//! Core building blocks of the bordereau reader: configuration,
//! error types and the named tuning constants shared across stages.

pub mod config;
pub mod constants;
pub mod errors;

pub use config::{ModelRegion, PageFormat, ReaderConfig, RecognizerConfig, TemplateGeometry};
pub use errors::{ReadError, ReadResult};
//! Recoverability audit over the code's repetition scheme.
//!
//! The anonymity code is written out in interleaved copies: with a
//! stride of 3, cells 0 and 3 hold the same character, as do 1 and 4,
//! and 2 and 5. A cell that neither recognizer could read is tolerable
//! as long as its partner survived. Two failures that are exactly one
//! stride apart wipe out both copies of one character, and with them the
//! whole code.

use crate::core::constants::DEFAULT_REDUNDANCY_STRIDE;

/// True when `failed_indices` contains a pair of positions exactly
/// `stride` apart, i.e. both copies of one character are gone.
///
/// Any other failure pattern, including every cell of a single copy,
/// still leaves one readable instance per character.
pub fn is_unrecoverable(failed_indices: &[usize], stride: usize) -> bool {
    failed_indices.iter().any(|&a| {
        failed_indices
            .iter()
            .any(|&b| b > a && b - a == stride)
    })
}

/// [`is_unrecoverable`] with the standard three-character stride.
pub fn is_unrecoverable_default(failed_indices: &[usize]) -> bool {
    is_unrecoverable(failed_indices, DEFAULT_REDUNDANCY_STRIDE)
}

#[cfg(test)]
mod tests {
    use super::*;

    #[test]
    fn test_no_failures_is_recoverable() {
        assert!(!is_unrecoverable(&[], 3));
    }

    #[test]
    fn test_single_failure_is_recoverable() {
        assert!(!is_unrecoverable(&[4], 3));
    }

    #[test]
    fn test_paired_failure_one_stride_apart_is_fatal() {
        // Cells 2 and 5 are the two copies of the third character.
        assert!(is_unrecoverable(&[2, 5], 3));
        assert!(is_unrecoverable(&[0, 3], 3));
    }

    #[test]
    fn test_failures_not_one_stride_apart_are_recoverable() {
        assert!(!is_unrecoverable(&[2, 4], 3));
        // One whole copy lost still leaves the other intact.
        assert!(!is_unrecoverable(&[0, 1, 2], 3));
    }

    #[test]
    fn test_order_of_indices_does_not_matter() {
        assert!(is_unrecoverable(&[5, 2], 3));
        assert!(is_unrecoverable(&[1, 0, 4], 3));
    }

    #[test]
    fn test_default_stride_entry_point() {
        assert!(is_unrecoverable_default(&[0, 3]));
        assert!(!is_unrecoverable_default(&[0, 4]));
    }
}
══════
◆ **What to do**: Reproduce exactly the lines running from the one with "the other intact." to the last line of the listing above. Add nothing else.

◆ **Answer to the problem**:
        // One whole copy lost still leaves the other intact.
        assert!(!is_unrecoverable(&[0, 1, 2], 3));
    }

    #[test]
    fn test_order_of_indices_does_not_matter() {
        assert!(is_unrecoverable(&[5, 2], 3));
        assert!(is_unrecoverable(&[1, 0, 4], 3));
    }

    #[test]
    fn test_default_stride_entry_point() {
        assert!(is_unrecoverable_default(&[0, 3]));
        assert!(!is_unrecoverable_default(&[0, 4]));
    }
}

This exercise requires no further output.